Your credit score is a very important part of your financial security, yet most people do not even bother to check their credit rating until they need to make a big purchase, such as a house or car. Imagine the horror of being turned down for finance because you are informed that your credit rating is low.
In order for you to have complete control over your credit rating and financial peace of mind, you must check your credit score on a regular basis.
Here are 10 reasons why you should check your credit rating
1. See Your Accounts
When you check your credit rating you will see all of the accounts on your name, these can be cell phone contracts, vehicle finance, home mortgages and credit cards. By checking your credit status you can see at a glance the state of your finances instead of having to pore over bills and statements of account.
2. Know your risk class
Knowing your risk class (good, average or bad) assists you in applying for the right credit for your financial status. If you are aware of your credit status and your risk class, it makes applying for a loan, credit card or mortgage which fits your credit rating profile. Thus avoiding disappointment.
3. See where you can improve
If you haven’t got a perfect credit history due to circumstances, becoming familiar with the details on your credit ratings report will make you aware of the problem areas that are making it difficult to manage your credit effectively.
4. See your creditors
The credit rating report lists all of your creditors including their contact details. This Is very convenient in case you need to make contact with them in case your circumstances change and they need to update their records.
5. Historical addresses
The credit report also lists all the addresses you have lived at over a period of years making it easy for you when filling out forms, such as opening a new account or applying for a job.
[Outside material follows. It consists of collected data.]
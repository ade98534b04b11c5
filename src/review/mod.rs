//! Streaming document review.
//!
//! A review decodes and parses the submitted document, derives key terms, looks up related
//! records, assesses novelty, evaluates the work and writes a report. [`ReviewService`]
//! starts reviews; each one yields a stream of [`ReviewEvent`] values that the HTTP layer
//! encodes into server-sent events.

mod context;
mod document;
mod language;
mod messages;
mod orchestrator;
mod policy;
mod prompts;
mod runner;
mod service;
mod source;
mod stages;
mod terms;
mod types;

pub use context::ReviewContext;
pub use document::{DocumentRecord, Section};
pub use language::Language;
pub use orchestrator::{GlobalDeadline, PipelineSettings, ReviewEvents, ReviewPipeline};
pub use policy::{DegradeReason, Fallback, SkipReason, StageOutcome, fallback_for};
pub use runner::{HeartbeatSettings, Offloaded, RunnerEvent, run_with_heartbeat};
pub use service::{Collaborators, ReviewApi, ReviewService, ServiceError};
pub use source::{DocumentExtractor, PdfTextExtractor, decode_document};
pub use terms::build_query;
pub use types::{
    AbortCause, PipelineState, ReviewEvent, ReviewRequest, Stage, StageError, Termination,
};

#[cfg(test)]
mod tests;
6. Your previous credit inquiries
Your report lists all the applications for credit you have made in the last year or so, this can be helpful by making sure you do not approach and apply to the same lender within to short a period.
7. Find mistakes
Checking your credit ratings report gives you the opportunity to spot any mistakes which have been incorrectly captured. If you feel there are some errors posted by the lender, you can make contact with them in order to correct the errors, or in the case of dispute, escalate the issue,
8. Who has been looking into your profile
By checking your credit rating report you can see if any lenders haven’t inadvertently posted a request for information as an actual application for credit. Information requests from lenders should not show up on your credit report. If these do show up on your credit report it can have an impact on your credit rating as lenders do not like to see any large amounts of applications within a short period of time. You can then contact the source and ask them to amend the details correctly.
9. Track your improvement
By checking your credit report every month, you can track your improvement. This will give you an idea if what you are doing is helping you increase your score or making your score to decline.
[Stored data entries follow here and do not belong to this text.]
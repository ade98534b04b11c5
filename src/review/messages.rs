//! Localized progress and error text streamed to the client.

use super::language::Language;
use super::policy::SkipReason;
use super::types::{AbortCause, Stage, StageError};

const TOTAL_STEPS: usize = Stage::ALL.len();

fn stage_title(language: Language, stage: Stage) -> &'static str {
    match (language, stage) {
        (Language::English, Stage::Parsing) => "PDF Parsing and Structure Extraction",
        (Language::English, Stage::ExtractingTerms) => "Key Information Extraction",
        (Language::English, Stage::Retrieving) => "Related Paper Retrieval",
        (Language::English, Stage::Analyzing) => "Semantic Analysis and Innovation Assessment",
        (Language::English, Stage::Evaluating) => "Multi-dimensional Evaluation",
        (Language::English, Stage::Reporting) => "Review Report Generation",
        (Language::Chinese, Stage::Parsing) => "PDF解析与结构提取",
        (Language::Chinese, Stage::ExtractingTerms) => "关键信息提取",
        (Language::Chinese, Stage::Retrieving) => "相关论文检索",
        (Language::Chinese, Stage::Analyzing) => "语义分析与创新性评估",
        (Language::Chinese, Stage::Evaluating) => "多维度评估",
        (Language::Chinese, Stage::Reporting) => "评审报告生成",
    }
}

fn stage_icon(stage: Stage) -> &'static str {
    match stage {
        Stage::Parsing => "📄",
        Stage::ExtractingTerms => "🔑",
        Stage::Retrieving => "🔍",
        Stage::Analyzing => "🧠",
        Stage::Evaluating => "📊",
        Stage::Reporting => "📝",
    }
}

fn heading(language: Language, stage: Stage) -> String {
    let step = match language {
        Language::English => "Step",
        Language::Chinese => "步骤",
    };
    format!(
        "### {} {step} {}/{TOTAL_STEPS}: {}\n\n",
        stage_icon(stage),
        stage.ordinal(),
        stage_title(language, stage)
    )
}

/// Heading plus a plain completion line.
pub fn stage_completed(language: Language, stage: Stage) -> String {
    let done = match language {
        Language::English => "✅ Completed",
        Language::Chinese => "✅ 完成",
    };
    format!("{}{done}\n\n", heading(language, stage))
}

/// Heading plus the derived key terms.
pub fn terms_completed(language: Language, terms: &[String]) -> String {
    let listed = if terms.is_empty() {
        "-".to_string()
    } else {
        terms.join(", ")
    };
    let line = match language {
        Language::English => format!("✅ Completed (key terms: {listed})"),
        Language::Chinese => format!("✅ 完成（关键词：{listed}）"),
    };
    format!("{}{line}\n\n", heading(language, Stage::ExtractingTerms))
}

/// Heading plus the number of related records found.
pub fn retrieval_completed(language: Language, count: usize) -> String {
    let line = match language {
        Language::English => format!("✅ Retrieved {count} related papers"),
        Language::Chinese => format!("✅ 检索到 {count} 篇相关论文"),
    };
    format!("{}{line}\n\n", heading(language, Stage::Retrieving))
}

/// Heading plus why retrieval did not contribute.
pub fn retrieval_skipped(language: Language, reason: &SkipReason) -> String {
    let line = match (language, reason) {
        (Language::English, SkipReason::Disabled) => {
            "ℹ️ Skipped: related paper retrieval is disabled".to_string()
        }
        (Language::English, SkipReason::DegradedParse) => {
            "⚠️ Skipped: PDF parsing was incomplete, so no reliable search query is available"
                .to_string()
        }
        (Language::English, SkipReason::NoQuery) => {
            "⚠️ Skipped: no usable search query could be derived".to_string()
        }
        (Language::English, SkipReason::Failed(_)) => {
            "⚠️ Related paper retrieval unavailable, continuing without related papers".to_string()
        }
        (Language::Chinese, SkipReason::Disabled) => "ℹ️ 已跳过：相关论文检索已关闭".to_string(),
        (Language::Chinese, SkipReason::DegradedParse) => {
            "⚠️ 已跳过：PDF解析不完整，无法生成可靠的检索词".to_string()
        }
        (Language::Chinese, SkipReason::NoQuery) => "⚠️ 已跳过：无法生成有效的检索词".to_string(),
        (Language::Chinese, SkipReason::Failed(_)) => {
            "⚠️ 相关论文检索不可用，将在无相关论文的情况下继续".to_string()
        }
    };
    format!("{}{line}\n\n", heading(language, Stage::Retrieving))
}

/// Notice emitted when structured parsing gives way to local extraction.
pub fn parse_fallback_notice(language: Language) -> String {
    match language {
        Language::English => {
            "⚠️ Structured parsing did not finish, falling back to local text extraction...\n\n"
        }
        Language::Chinese => "⚠️ 结构化解析未完成，改用本地文本提取...\n\n",
    }
    .to_string()
}

/// Notice emitted when the parsed document is incomplete.
pub fn parse_degraded_notice(language: Language, note: &str) -> String {
    match language {
        Language::English => format!("⚠️ PDF parsing warning: {note}\n\n"),
        Language::Chinese => format!("⚠️ PDF解析警告：{note}\n\n"),
    }
}

/// Notice emitted when key terms come from the heuristic.
pub fn terms_fallback_notice(language: Language) -> String {
    match language {
        Language::English => {
            "⚠️ Key information extraction did not finish, continuing with basic document information...\n\n"
        }
        Language::Chinese => "⚠️ 关键信息提取未完成，使用基础信息继续...\n\n",
    }
    .to_string()
}

/// Heading of the analysis stage, noting a placeholder narrative when used.
pub fn analysis_completed(language: Language, degraded: bool) -> String {
    let line = match (language, degraded) {
        (Language::English, false) => "✅ Completed",
        (Language::English, true) => "⚠️ Completed with limited analysis",
        (Language::Chinese, false) => "✅ 完成",
        (Language::Chinese, true) => "⚠️ 完成（分析受限）",
    };
    format!("{}{line}\n\n", heading(language, Stage::Analyzing))
}

/// Narrative used when innovation analysis is unavailable.
pub fn innovation_placeholder(language: Language) -> String {
    match language {
        Language::English => {
            "Innovation analysis is unavailable for this review; the evaluation relies on the document content alone."
        }
        Language::Chinese => "本次评审无法完成创新性分析，评估将仅基于论文内容。",
    }
    .to_string()
}

/// Heading of the report stage, sent before generation starts.
pub fn report_started(language: Language) -> String {
    let line = match language {
        Language::English => "⏳ Generating the review report...",
        Language::Chinese => "⏳ 正在生成评审报告...",
    };
    format!("{}{line}\n\n", heading(language, Stage::Reporting))
}

/// Single error fragment sent before the terminal frame of an aborted review.
pub fn abort_message(language: Language, cause: &AbortCause) -> String {
    match (language, cause) {
        (Language::English, AbortCause::GlobalTimeout { limit }) => format!(
            "## ❌ Timeout Error\n\nRequest processing exceeded {} seconds. Automatically terminated.\n\n",
            limit.as_secs()
        ),
        (Language::Chinese, AbortCause::GlobalTimeout { limit }) => format!(
            "## ❌ 超时错误\n\n请求处理超过 {} 秒，已自动终止。\n\n",
            limit.as_secs()
        ),
        (_, AbortCause::StageFailed { stage, error }) => stage_failure(language, *stage, error),
        (Language::English, AbortCause::ClientDisconnected) => {
            "## ❌ Error\n\nThe connection was closed.\n\n".to_string()
        }
        (Language::Chinese, AbortCause::ClientDisconnected) => {
            "## ❌ 错误\n\n连接已关闭。\n\n".to_string()
        }
    }
}

fn stage_failure(language: Language, stage: Stage, error: &StageError) -> String {
    let timed_out = matches!(error, StageError::Timeout(_));
    match (language, stage, timed_out) {
        (Language::English, Stage::Parsing, _) => {
            format!("## ❌ PDF Parsing Error\n\nPDF parsing failed: {error}\n\n")
        }
        (Language::Chinese, Stage::Parsing, _) => {
            format!("## ❌ PDF解析错误\n\nPDF解析失败：{error}\n\n")
        }
        (Language::English, Stage::Evaluating, _) => {
            format!("## ❌ Evaluation Error\n\nEvaluation failed: {error}\n\n")
        }
        (Language::Chinese, Stage::Evaluating, _) => {
            format!("## ❌ 评估错误\n\n多维度评估失败：{error}\n\n")
        }
        (Language::English, Stage::Reporting, true) => {
            "## ❌ Timeout Error\n\nReview report generation timed out.\n\n".to_string()
        }
        (Language::Chinese, Stage::Reporting, true) => {
            "## ❌ 超时错误\n\n评审报告生成超时。\n\n".to_string()
        }
        (Language::English, Stage::Reporting, false) => {
            format!("## ❌ Review Error\n\nReview report generation failed: {error}\n\n")
        }
        (Language::Chinese, Stage::Reporting, false) => {
            format!("## ❌ 评审错误\n\n评审报告生成失败：{error}\n\n")
        }
        (Language::English, _, _) => {
            format!("## ❌ Error\n\nAn error occurred during {stage}: {error}\n\n")
        }
        (Language::Chinese, _, _) => format!("## ❌ 错误\n\n处理过程中发生错误（{stage}）：{error}\n\n"),
    }
}
//! Tracing configuration and log routing.
//!
//! Logs go to stdout with a compact formatter and to a file. `RUSTY_REVIEW_LOG_FILE`
//! selects the file explicitly; otherwise `logs/rusty-review.log` is used. The file layer
//! writes through a non-blocking appender so slow disks never stall a review stream.
use std::sync::OnceLock;

use tracing_appender::non_blocking::{NonBlocking, WorkerGuard};
use tracing_subscriber::{EnvFilter, fmt, prelude::*};

static LOG_GUARD: OnceLock<WorkerGuard> = OnceLock::new();

const LOG_FILE_VAR: &str = "RUSTY_REVIEW_LOG_FILE";
const DEFAULT_LOG_DIR: &str = "logs";
const DEFAULT_LOG_FILE: &str = "rusty-review.log";

/// Configure tracing subscribers for stdout and file logging.
///
/// - Respects `RUST_LOG` for filtering (defaults to `info`).
/// - Installs a compact stdout layer and, when a file can be opened, an ANSI-free file layer.
/// - Keeps the non-blocking writer guard alive for the process lifetime.
pub fn init_tracing() {
    let env_filter = EnvFilter::try_from_default_env().unwrap_or_else(|_| EnvFilter::new("info"));
    let stdout_layer = fmt::layer().with_target(false).compact();

    let registry = tracing_subscriber::registry()
        .with(env_filter)
        .with(stdout_layer);

    if let Some(writer) = configure_file_writer() {
        let file_layer = fmt::layer()
            .with_writer(writer)
            .with_target(true)
            .with_ansi(false)
            .compact();

        registry.with(file_layer).init();
    } else {
        registry.init();
    }
}

/// Build a non-blocking writer for file logging.
///
/// Returns `None` when the target file or the default directory cannot be created.
fn configure_file_writer() -> Option<NonBlocking> {
    match std::env::var(LOG_FILE_VAR) {
        Ok(path) if !path.trim().is_empty() => {
            let file = std::fs::OpenOptions::new()
                .create(true)
                .append(true)
                .open(&path)
                .map_err(|err| eprintln!("Failed to open log file {path}: {err}"))
                .ok()?;
            Some(install_writer(file))
        }
        _ => {
            if let Err(err) = std::fs::create_dir_all(DEFAULT_LOG_DIR) {
                eprintln!("Failed to create {DEFAULT_LOG_DIR} directory: {err}");
                return None;
            }
            let appender = tracing_appender::rolling::never(DEFAULT_LOG_DIR, DEFAULT_LOG_FILE);
            Some(install_writer(appender))
        }
    }
}

fn install_writer<W>(writer: W) -> NonBlocking
where
    W: std::io::Write + Send + 'static,
{
    let (non_blocking, guard) = tracing_appender::non_blocking(writer);
    let _ = LOG_GUARD.set(guard);
    non_blocking
}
10. Protect you against identity fraud
One of the most important aspects of checking your credit rating on a regular basis is that it helps you protect yourself against any identity theft or fraud. With regular checks, you will be able to pick up on any suspicious credit applications or open accounts in your name of which you are unaware, and affords you the opportunity to contact the lender or relevant authorities with the details.
You are entitled to a free credit report from each of the credit bureaus annually. It is in your best interests to take advantage of this.